Telegram has refuted allegations by the US Securities and Exchanges Commission in court, which claim that the planned Gram token from the messaging app is a security and, therefore, subject to regulations from the commission and has requested that the trial be dismissed because of this.

Last month, the SEC successfully sought an injunction preventing Telegram from launching TON due to the fact that the ICO used to raise funds to develop the network was illegal. As a result of the injunction, investors in two separate ICOs were offered the chance to receive 77% of their initial investment back, but have instead decided to back Telegram’s blockchain plans and have accepted an extension on the launch of TON until April 30, 2020.

“[The SEC’s] claims are without merit as Telegram’s private placement to highly sophisticated, accredited investors was conducted pursuant to valid exemptions to registration under the federal securities laws and Grams will not be securities when they are created at the time of launch of the TON Blockchain,” said Telegram in the latest filing.
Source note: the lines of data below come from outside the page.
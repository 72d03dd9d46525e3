use std::sync::Arc;

use arc_swap::ArcSwap;
use canvas_protocol::{ColorScheme, Pen};
use thiserror::Error;

#[derive(Debug, Clone, Copy, PartialEq, Error)]
pub enum PenError {
    #[error("pen {scheme} color channel {channel} is {value}, expected a value in [0, 1]")]
    InvalidColor {
        scheme: ColorScheme,
        channel: &'static str,
        value: f64,
    },
    #[error("pen size must be positive and finite, got {size}")]
    InvalidSize { size: f64 },
}

/// Rejects out-of-range channels and degenerate sizes. Nothing is clamped.
pub fn validate_pen(pen: &Pen) -> Result<(), PenError> {
    for scheme in [ColorScheme::Light, ColorScheme::Dark] {
        if let Some((channel, value)) = pen.color.for_scheme(scheme).out_of_range_channel() {
            return Err(PenError::InvalidColor {
                scheme,
                channel,
                value,
            });
        }
    }
    if !(pen.size.is_finite() && pen.size > 0.0) {
        return Err(PenError::InvalidSize { size: pen.size });
    }
    Ok(())
}

/// The active pen, shared by every canvas created from the same arena.
///
/// Readers always get a copy, so a pen change never reaches a stroke that is
/// already open or a rasterization pass in flight.
#[derive(Debug, Clone)]
pub struct PenState {
    active: Arc<ArcSwap<Pen>>,
}

impl Default for PenState {
    fn default() -> Self {
        Self {
            active: Arc::new(ArcSwap::from_pointee(Pen::default())),
        }
    }
}

impl PenState {
    pub fn new(pen: Pen) -> Result<Self, PenError> {
        validate_pen(&pen)?;
        Ok(Self {
            active: Arc::new(ArcSwap::from_pointee(pen)),
        })
    }

    pub fn current(&self) -> Pen {
        **self.active.load()
    }

    pub fn set_active_pen(&self, pen: Pen) -> Result<(), PenError> {
        validate_pen(&pen)?;
        self.active.store(Arc::new(pen));
        log::debug!(
            "[pen] active pen size={} placement={:?}",
            pen.size,
            pen.placement
        );
        Ok(())
    }
}
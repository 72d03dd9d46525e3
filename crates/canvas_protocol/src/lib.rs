//! Value types shared by the canvas crates.
//!
//! Nothing in here owns state or touches a device; every type is `Copy` (or
//! cheap to clone) so it can cross the input/render thread boundary by value.

use std::fmt;

use serde::{Deserialize, Serialize};

slotmap::new_key_type! {
    /// Generation-checked key of a canvas runtime owned by a `CanvasArena`.
    pub struct CanvasHandle;
}

/// One recorded input sample.
///
/// Coordinates are normalized against the canvas size at sample time, and that
/// size travels with the point so a later pass at another surface size can
/// rescale consistently.
#[derive(Debug, Clone, Copy, PartialEq, Serialize, Deserialize)]
pub struct StrokePoint {
    pub normalized_x: f64,
    pub normalized_y: f64,
    pub canvas_width: f64,
    pub canvas_height: f64,
}

impl StrokePoint {
    /// Position in pixels at the sample's own canvas size.
    pub fn recorded_pixel(&self) -> PixelPoint {
        PixelPoint {
            x: self.normalized_x * self.canvas_width,
            y: self.normalized_y * self.canvas_height,
        }
    }

    /// Position in pixels on a target of `width` x `height`, scaled by the
    /// ratio of the target size to the recorded canvas size.
    pub fn scaled_to(&self, width: f64, height: f64) -> PixelPoint {
        let recorded = self.recorded_pixel();
        PixelPoint {
            x: recorded.x * (width / self.canvas_width),
            y: recorded.y * (height / self.canvas_height),
        }
    }
}

#[derive(Debug, Clone, Copy, PartialEq, Default, Serialize, Deserialize)]
pub struct PixelPoint {
    pub x: f64,
    pub y: f64,
}

/// Straight RGBA with channels normalized to `[0, 1]`.
#[derive(Debug, Clone, Copy, PartialEq, Serialize, Deserialize)]
pub struct Rgba {
    pub red: f64,
    pub green: f64,
    pub blue: f64,
    pub alpha: f64,
}

impl Rgba {
    pub const BLACK: Self = Self::new(0.0, 0.0, 0.0, 1.0);
    pub const WHITE: Self = Self::new(1.0, 1.0, 1.0, 1.0);

    pub const fn new(red: f64, green: f64, blue: f64, alpha: f64) -> Self {
        Self {
            red,
            green,
            blue,
            alpha,
        }
    }

    pub fn channels(&self) -> [(&'static str, f64); 4] {
        [
            ("red", self.red),
            ("green", self.green),
            ("blue", self.blue),
            ("alpha", self.alpha),
        ]
    }

    /// First channel outside `[0, 1]` (NaN included), if any.
    pub fn out_of_range_channel(&self) -> Option<(&'static str, f64)> {
        self.channels()
            .into_iter()
            .find(|(_, value)| !(0.0..=1.0).contains(value))
    }

    pub fn to_f32_array(&self) -> [f32; 4] {
        [
            self.red as f32,
            self.green as f32,
            self.blue as f32,
            self.alpha as f32,
        ]
    }
}

#[derive(Debug, Clone, Copy, PartialEq, Eq, Hash, Default, Serialize, Deserialize)]
pub enum ColorScheme {
    #[default]
    Light,
    Dark,
}

impl fmt::Display for ColorScheme {
    fn fmt(&self, f: &mut fmt::Formatter<'_>) -> fmt::Result {
        match self {
            ColorScheme::Light => f.write_str("light"),
            ColorScheme::Dark => f.write_str("dark"),
        }
    }
}

/// A color pair, one per appearance.
#[derive(Debug, Clone, Copy, PartialEq, Serialize, Deserialize)]
pub struct ColorModes {
    pub light: Rgba,
    pub dark: Rgba,
}

impl ColorModes {
    pub fn for_scheme(&self, scheme: ColorScheme) -> Rgba {
        match scheme {
            ColorScheme::Light => self.light,
            ColorScheme::Dark => self.dark,
        }
    }
}

impl Default for ColorModes {
    fn default() -> Self {
        Self {
            light: Rgba::BLACK,
            dark: Rgba::WHITE,
        }
    }
}

/// Where a pen's ink lands. Background ink (highlighters) renders beneath
/// foreground ink.
#[derive(Debug, Clone, Copy, PartialEq, Eq, Hash, Default, Serialize, Deserialize)]
pub enum CanvasPlacement {
    #[default]
    Foreground,
    Background,
}

#[derive(Debug, Clone, Copy, PartialEq, Serialize, Deserialize)]
#[serde(default)]
pub struct Pen {
    pub color: ColorModes,
    /// Stroke diameter in logical points.
    pub size: f64,
    pub placement: CanvasPlacement,
}

impl Default for Pen {
    fn default() -> Self {
        Self {
            color: ColorModes::default(),
            size: 2.0,
            placement: CanvasPlacement::Foreground,
        }
    }
}

/// The four fixed rendering roles.
#[derive(Debug, Clone, Copy, PartialEq, Eq, Hash, PartialOrd, Ord, Serialize, Deserialize)]
pub enum Layer {
    Background,
    BackgroundActive,
    Foreground,
    ForegroundActive,
}

impl Layer {
    pub const ALL: [Layer; 4] = [
        Layer::Background,
        Layer::BackgroundActive,
        Layer::Foreground,
        Layer::ForegroundActive,
    ];

    pub const fn index(self) -> usize {
        match self {
            Layer::Background => 0,
            Layer::BackgroundActive => 1,
            Layer::Foreground => 2,
            Layer::ForegroundActive => 3,
        }
    }

    pub const fn placement(self) -> CanvasPlacement {
        match self {
            Layer::Background | Layer::BackgroundActive => CanvasPlacement::Background,
            Layer::Foreground | Layer::ForegroundActive => CanvasPlacement::Foreground,
        }
    }

    /// Active layers carry the in-progress stroke, inactive ones sealed history.
    pub const fn is_active(self) -> bool {
        matches!(self, Layer::BackgroundActive | Layer::ForegroundActive)
    }

    pub const fn active_for(placement: CanvasPlacement) -> Layer {
        match placement {
            CanvasPlacement::Background => Layer::BackgroundActive,
            CanvasPlacement::Foreground => Layer::ForegroundActive,
        }
    }

    pub const fn committed_for(placement: CanvasPlacement) -> Layer {
        match placement {
            CanvasPlacement::Background => Layer::Background,
            CanvasPlacement::Foreground => Layer::Foreground,
        }
    }

    pub const fn label(self) -> &'static str {
        match self {
            Layer::Background => "background",
            Layer::BackgroundActive => "background-active",
            Layer::Foreground => "foreground",
            Layer::ForegroundActive => "foreground-active",
        }
    }
}

impl fmt::Display for Layer {
    fn fmt(&self, f: &mut fmt::Formatter<'_>) -> fmt::Result {
        f.write_str(self.label())
    }
}

/// Per-frame output configuration reported by the view. Affects resolution
/// only, never semantics.
#[derive(Debug, Clone, Copy, PartialEq, Serialize, Deserialize)]
pub struct ViewInfo {
    pub width_px: u32,
    pub height_px: u32,
    pub scale_factor: f64,
}

impl ViewInfo {
    pub fn new(width_px: u32, height_px: u32, scale_factor: f64) -> Self {
        Self {
            width_px,
            height_px,
            scale_factor,
        }
    }

    /// Transient zero-size views show up during layout.
    pub fn is_empty(&self) -> bool {
        self.width_px == 0 || self.height_px == 0
    }

    /// Scale factor used for stroke widths; non-finite or non-positive values
    /// fall back to 1.
    pub fn effective_scale(&self) -> f64 {
        if self.scale_factor.is_finite() && self.scale_factor > 0.0 {
            self.scale_factor
        } else {
            1.0
        }
    }
}

/// Outcome of one draw-flush-and-submit request.
#[derive(Debug, Clone, Copy, PartialEq, Eq, Serialize, Deserialize)]
pub struct DrawResult {
    pub success: bool,
    pub layer: Layer,
    /// Frames submitted by this request: 1 after a submission, 0 for a no-op.
    pub frames_submitted: u32,
}

impl DrawResult {
    pub fn submitted(layer: Layer) -> Self {
        Self {
            success: true,
            layer,
            frames_submitted: 1,
        }
    }

    pub fn no_op(layer: Layer) -> Self {
        Self {
            success: true,
            layer,
            frames_submitted: 0,
        }
    }

    pub fn failed(layer: Layer) -> Self {
        Self {
            success: false,
            layer,
            frames_submitted: 0,
        }
    }
}

#[cfg(test)]
mod tests {
    use super::*;

    #[test]
    fn stroke_point_scales_by_ratio_of_target_to_recorded_size() {
        let point = StrokePoint {
            normalized_x: 0.5,
            normalized_y: 0.5,
            canvas_width: 100.0,
            canvas_height: 100.0,
        };
        assert_eq!(point.scaled_to(200.0, 200.0), PixelPoint { x: 100.0, y: 100.0 });
        assert_eq!(point.recorded_pixel(), PixelPoint { x: 50.0, y: 50.0 });
    }

    #[test]
    fn stroke_point_scales_axes_independently() {
        let point = StrokePoint {
            normalized_x: 0.25,
            normalized_y: 1.0,
            canvas_width: 400.0,
            canvas_height: 300.0,
        };
        assert_eq!(point.scaled_to(800.0, 150.0), PixelPoint { x: 200.0, y: 150.0 });
    }

    #[test]
    fn out_of_range_channel_reports_first_offender() {
        assert_eq!(Rgba::BLACK.out_of_range_channel(), None);
        let color = Rgba::new(0.2, 1.5, -0.1, 1.0);
        assert_eq!(color.out_of_range_channel(), Some(("green", 1.5)));
        let nan = Rgba::new(0.0, 0.0, 0.0, f64::NAN);
        assert_eq!(nan.out_of_range_channel().map(|(name, _)| name), Some("alpha"));
    }

    #[test]
    fn color_modes_select_by_scheme() {
        let modes = ColorModes::default();
        assert_eq!(modes.for_scheme(ColorScheme::Light), Rgba::BLACK);
        assert_eq!(modes.for_scheme(ColorScheme::Dark), Rgba::WHITE);
    }

    #[test]
    fn layer_roles_pair_up_by_placement() {
        for layer in Layer::ALL {
            let placement = layer.placement();
            if layer.is_active() {
                assert_eq!(Layer::active_for(placement), layer);
            } else {
                assert_eq!(Layer::committed_for(placement), layer);
            }
            assert_eq!(Layer::ALL[layer.index()], layer);
        }
    }

    #[test]
    fn view_info_zero_dimension_is_empty() {
        assert!(ViewInfo::new(0, 10, 2.0).is_empty());
        assert!(ViewInfo::new(10, 0, 2.0).is_empty());
        assert!(!ViewInfo::new(10, 10, 2.0).is_empty());
        assert_eq!(ViewInfo::new(1, 1, 0.0).effective_scale(), 1.0);
        assert_eq!(ViewInfo::new(1, 1, 3.0).effective_scale(), 3.0);
    }

    #[test]
    fn pen_deserializes_with_missing_fields_defaulted() {
        let pen: Pen = serde_json::from_str(r#"{ "size": 6.0, "placement": "Background" }"#)
            .expect("parse pen");
        assert_eq!(pen.size, 6.0);
        assert_eq!(pen.placement, CanvasPlacement::Background);
        assert_eq!(pen.color, ColorModes::default());
    }
}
However, the SEC has responded by warning Telegram and other issuers that they cannot escape federal securities laws by simply labeling their product as a cryptocurrency or digital token.

The messaging app did concede that it had not filed an official registration statement with the commission due to the fact that “none was, is or will be required under the federal securities laws,” and went on to accuse the federal body of engaging in “improper regulation by enforcement.” As a result, Telegram has requested that the Southern District Court of New York dismiss the claims made against it.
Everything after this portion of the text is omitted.